Dataset entries:
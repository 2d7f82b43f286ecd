//! An ordered set of query-string parameters.

use std::fmt;

/// Query-string parameters in the order they were added.
///
/// # Example
///
/// ```rust
/// use moysklad::query::SearchParameters;
///
/// let mut params = SearchParameters::new();
/// params.push("limit", "100");
/// params.push("search", "red chair");
/// assert_eq!(params.to_query_string(), "limit=100&search=red%20chair");
/// ```
#[derive(Clone, Debug, Default, PartialEq, Eq)]
pub struct SearchParameters(Vec<(String, String)>);

impl SearchParameters {
    /// Creates an empty parameter set.
    #[must_use]
    pub const fn new() -> Self {
        Self(Vec::new())
    }

    /// Appends a parameter.
    pub fn push(&mut self, key: impl Into<String>, value: impl Into<String>) {
        self.0.push((key.into(), value.into()));
    }

    /// Returns the first value for `key`.
    #[must_use]
    pub fn get(&self, key: &str) -> Option<&str> {
        self.0
            .iter()
            .find(|(k, _)| k == key)
            .map(|(_, v)| v.as_str())
    }

    /// Returns `true` if there are no parameters.
    #[must_use]
    pub fn is_empty(&self) -> bool {
        self.0.is_empty()
    }

    /// Returns the number of parameters.
    #[must_use]
    pub fn len(&self) -> usize {
        self.0.len()
    }

    /// Iterates over `(key, value)` pairs in insertion order.
    pub fn iter(&self) -> impl Iterator<Item = (&str, &str)> {
        self.0.iter().map(|(k, v)| (k.as_str(), v.as_str()))
    }

    /// Serializes the parameters as `k=v&k=v`, percent-encoding keys and values.
    #[must_use]
    pub fn to_query_string(&self) -> String {
        self.0
            .iter()
            .map(|(k, v)| format!("{}={}", urlencoding::encode(k), urlencoding::encode(v)))
            .collect::<Vec<_>>()
            .join("&")
    }
}

impl fmt::Display for SearchParameters {
    fn fmt(&self, f: &mut fmt::Formatter<'_>) -> fmt::Result {
        f.write_str(&self.to_query_string())
    }
}

impl<K: Into<String>, V: Into<String>> FromIterator<(K, V)> for SearchParameters {
    fn from_iter<I: IntoIterator<Item = (K, V)>>(iter: I) -> Self {
        Self(
            iter.into_iter()
                .map(|(k, v)| (k.into(), v.into()))
                .collect(),
        )
    }
}

impl<K: Into<String>, V: Into<String>> Extend<(K, V)> for SearchParameters {
    fn extend<I: IntoIterator<Item = (K, V)>>(&mut self, iter: I) {
        self.0
            .extend(iter.into_iter().map(|(k, v)| (k.into(), v.into())));
    }
}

» **Your goal**
Scan the data, and report each line that uses the word "SearchParameters".

» **Task response**
/// use moysklad::query::SearchParameters;
/// let mut params = SearchParameters::new();
pub struct SearchParameters(Vec<(String, String)>);
impl SearchParameters {
impl fmt::Display for SearchParameters {
impl<K: Into<String>, V: Into<String>> FromIterator<(K, V)> for SearchParameters {
impl<K: Into<String>, V: Into<String>> Extend<(K, V)> for SearchParameters {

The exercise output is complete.